I'm reading the following from page 60 of Information theory and Machine Learning. My questions are the following
- Under the assumption that $\lambda \ll 20$ why is $\bar{x}-1$ a good estimator, could someone add the detail explaining it?
- What kind of ad hoc binning techniques would work for $\lambda\gg20$ ?
I know the author merely introduces his thought process so that the supervisor eventually leads him to a bayesian way of thinking but i'm interested in why his logic for these particular cases works even if the solution is not a unifying one. Thanks!

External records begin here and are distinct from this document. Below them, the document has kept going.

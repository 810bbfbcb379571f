#![forbid(unsafe_code)]
#![cfg_attr(not(test), deny(clippy::unwrap_used))]
//! Compile-time member names for closed, sized enums.
//!
//! Declare a fieldless enum whose members use the implicit values `0, 1, 2, ...` and end with an `EnumSize`
//! count sentinel, derive [`EnumNames`], and read the names back with [`make_enum_string`]:
//!
//! ```rust
//! use enum_names::{EnumNames, make_enum_string};
//!
//! #[derive(Debug, Clone, Copy, PartialEq, Eq, EnumNames)]
//! enum Fruit { Apple, Banana, Cherry, EnumSize }
//!
//! let names = make_enum_string::<Fruit>();
//! assert_eq!(names.len(), 3);
//! assert_eq!(names[0], "Apple");
//! assert_eq!(Fruit::Cherry.name(), Some("Cherry"));
//! assert_eq!(Fruit::from_name("Banana"), Ok(Fruit::Banana));
//! ```
//!
//! ## How the table is built
//!
//! The derive checks the declaration and rejects anything that is not a sized enum with `compile_error!`.
//! For each member it emits a probe signature (`enum_names::probe<{path}::{member}>()`), then extracts the
//! identifier with the `const fn` [`extract_name`] into an exact-length [`FixedName`]. It assembles a
//! `static` table in member order. All of this is const evaluation. At runtime [`make_enum_string`]
//! returns a view of that static.
//!
//! Enums that implement [`SizedEnum`] and [`SignatureProbe`] by hand (for example with
//! [`probe::debug_signature`]) get the same pipeline at runtime. It runs once per type and is cached by
//! [`registry`].
//!
//! ## Panic Policy
//!
//! - **Production code**: `Result`/`Option` with `?`. `clippy::unwrap_used` is denied crate-wide.
//! - **Test code**: `.unwrap()` and `.expect()` are acceptable in tests.
//! - **Const evaluation**: malformed signatures and short buffers panic inside `const fn`s, which surfaces as a
//!   compile error for derived tables.

extern crate self as enum_names;

pub mod builder;
pub mod eligibility;
pub mod errors;
pub mod extract;
pub mod fixed_name;
pub mod listing;
pub mod names;
pub mod probe;
pub mod registry;
pub mod table;

pub use eligibility::SizedEnum;
pub use errors::{ExtractError, NameError};
pub use extract::{extract_name, try_extract_name};
pub use fixed_name::FixedName;
pub use names::{EnumNames, make_enum_string, try_make_enum_string};
pub use probe::{Signature, SignatureProbe};
pub use table::NameTable;

pub use enum_names_derive::EnumNames;
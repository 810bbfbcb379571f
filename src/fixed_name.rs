//! Exact-length name storage that can be built in `const` context.
//!
//! A [`FixedName<L>`] owns exactly `L` bytes with no terminator. Derived tables size each buffer with the
//! extracted name's length, so the binary carries the names and nothing else.
//!
//! ## Examples
//! ```rust
//! use enum_names::FixedName;
//!
//! const NAME: FixedName<4> = FixedName::new("name");
//! assert_eq!(NAME, "name");
//!
//! // Only the first `L` bytes are copied.
//! const TEST: FixedName<4> = FixedName::new("testing");
//! assert_eq!(TEST.as_str(), "test");
//! ```

use core::fmt;
use core::hash::{Hash, Hasher};
use core::ops::Deref;

/// Immutable UTF-8 buffer of exactly `L` bytes.
#[derive(Clone, Copy)]
pub struct FixedName<const L: usize> {
    bytes: [u8; L],
}

impl<const L: usize> FixedName<L> {
    /// Copy the first `L` bytes of `src`.
    ///
    /// Fails (at compile time when used in a `const`) if `src` is shorter than `L` or if byte `L` falls
    /// inside a multi-byte character.
    pub const fn new(src: &str) -> Self {
        let src = src.as_bytes();
        assert!(src.len() >= L, "FixedName source is shorter than the buffer");
        // UTF-8 continuation bytes are 0b10xx_xxxx.
        assert!(
            src.len() == L || (src[L] & 0xC0) != 0x80,
            "FixedName length splits a character"
        );

        let mut bytes = [0u8; L];
        let mut i = 0;
        while i < L {
            bytes[i] = src[i];
            i += 1;
        }
        Self { bytes }
    }

    pub const fn as_str(&self) -> &str {
        match core::str::from_utf8(&self.bytes) {
            Ok(s) => s,
            Err(_) => panic!("INVARIANT: FixedName holds a char-aligned prefix of a str"),
        }
    }

    pub const fn as_bytes(&self) -> &[u8] {
        &self.bytes
    }

    pub const fn len(&self) -> usize {
        L
    }

    pub const fn is_empty(&self) -> bool {
        L == 0
    }
}

impl<const L: usize, const M: usize> PartialEq<FixedName<M>> for FixedName<L> {
    fn eq(&self, other: &FixedName<M>) -> bool {
        self.bytes[..] == other.bytes[..]
    }
}

impl<const L: usize> Eq for FixedName<L> {}

impl<const L: usize> PartialEq<str> for FixedName<L> {
    fn eq(&self, other: &str) -> bool {
        self.as_bytes() == other.as_bytes()
    }
}

impl<const L: usize> PartialEq<&str> for FixedName<L> {
    fn eq(&self, other: &&str) -> bool {
        self.as_bytes() == other.as_bytes()
    }
}

impl<const L: usize> PartialEq<FixedName<L>> for str {
    fn eq(&self, other: &FixedName<L>) -> bool {
        self.as_bytes() == other.as_bytes()
    }
}

impl<const L: usize> PartialEq<FixedName<L>> for &str {
    fn eq(&self, other: &FixedName<L>) -> bool {
        self.as_bytes() == other.as_bytes()
    }
}

impl<const L: usize> Hash for FixedName<L> {
    fn hash<H: Hasher>(&self, state: &mut H) {
        self.as_str().hash(state);
    }
}

impl<const L: usize> Deref for FixedName<L> {
    type Target = str;

    fn deref(&self) -> &str {
        self.as_str()
    }
}

impl<const L: usize> AsRef<str> for FixedName<L> {
    fn as_ref(&self) -> &str {
        self.as_str()
    }
}

impl<const L: usize> fmt::Debug for FixedName<L> {
    fn fmt(&self, f: &mut fmt::Formatter<'_>) -> fmt::Result {
        f.debug_tuple("FixedName").field(&self.as_str()).finish()
    }
}

impl<const L: usize> fmt::Display for FixedName<L> {
    fn fmt(&self, f: &mut fmt::Formatter<'_>) -> fmt::Result {
        f.write_str(self.as_str())
    }
}

#[cfg(test)]
mod tests {
    use super::*;
    use crate::extract::extract_name;

    #[test]
    fn compares_by_content() {
        assert_eq!(FixedName::<4>::new("name"), "name");
        assert_eq!("test", FixedName::<4>::new(&"retested"[2..]));
        assert_eq!(FixedName::<3>::new("abc"), FixedName::<3>::new("abcdef"));
        assert_ne!(FixedName::<3>::new("abc"), FixedName::<4>::new("abcd"));
    }

    #[test]
    fn empty_buffer() {
        let empty = FixedName::<0>::new("anything");
        assert!(empty.is_empty());
        assert_eq!(empty.as_str(), "");
    }

    #[test]
    fn sized_from_extracted_name() {
        const SIGNATURE: &str = "enum_names::probe<demo::Fruit::grapefruit>()";
        const NAME: &FixedName<{ extract_name(SIGNATURE).len() }> = &FixedName::new(extract_name(SIGNATURE));
        assert_eq!(NAME.len(), "grapefruit".len());
        assert_eq!(NAME.as_str(), "grapefruit");
        assert_eq!(format!("{NAME}"), "grapefruit");
        assert_eq!(format!("{NAME:?}"), "FixedName(\"grapefruit\")");
    }

    #[test]
    fn derefs_to_str() {
        let name = FixedName::<5>::new("lemon");
        assert!(name.starts_with("le"));
        assert_eq!(name.to_uppercase(), "LEMON");
    }

    #[test]
    #[should_panic(expected = "shorter than the buffer")]
    fn short_source_is_rejected() {
        let _ = FixedName::<8>::new("plum");
    }

    #[test]
    #[should_panic(expected = "splits a character")]
    fn split_character_is_rejected() {
        let _ = FixedName::<1>::new("Ä");
    }
}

If $\lambda$ is small so $\mathbb P(X \ge 20) \approx 0$, you can say $$\mathbb E[X \mid 1 \lt X \lt 20] \approx \mathbb E[X \mid 1 \lt X ] = \lambda +1$$ by the memoryless property of the exponential distribution, and that may suggest $\hat{\lambda} = \overline{x}-1$ as an estimator using this truncated data
In general $$\mathbb E[X \mid 1 \lt X \lt 20] = \dfrac{\int_1^{20} \frac{x}{\lambda} e^{-x / \lambda} dx}{\int_1^{20} \frac{1}{\lambda} e^{-x / \lambda} dx}= \lambda + 1 -\dfrac{19}{e^{19/\lambda}-1}$$
which for very large $\lambda$ is close to $\dfrac{21}{2} - \dfrac{361}{12\lambda}$ so it might suggest something like $\hat{\lambda} = \dfrac{361}{126 - 12\overline{x}}$ as a possible approximate estimator using this truncated data, though noting that this will produce nonsense in cases where $\overline{x}\ge 10.5$
As an illustration of binning: if you observe $Y$ lengths in a bin between $1$ and $10.5$ and $Z$ in a bin from $10.5$ to $20$, then $\mathbb{E}[Y] = e^{19/(2\lambda)}\mathbb{E}[Z]$, so a possible estimator for $\lambda$ is $\hat{\lambda} = \dfrac{19}{2(\log_e(Y) - \log_e(Z))}$, though this will produce nonsense if $Y=0$ or $Z=0$ or $Y \le Z$
You can avoid these risks of nonsense with a proper Bayesian prior, though observations which might otherwise lead to nonsense are likely to give posterior distributions constrained by that prior and in particular any prior upper limit on $\lambda$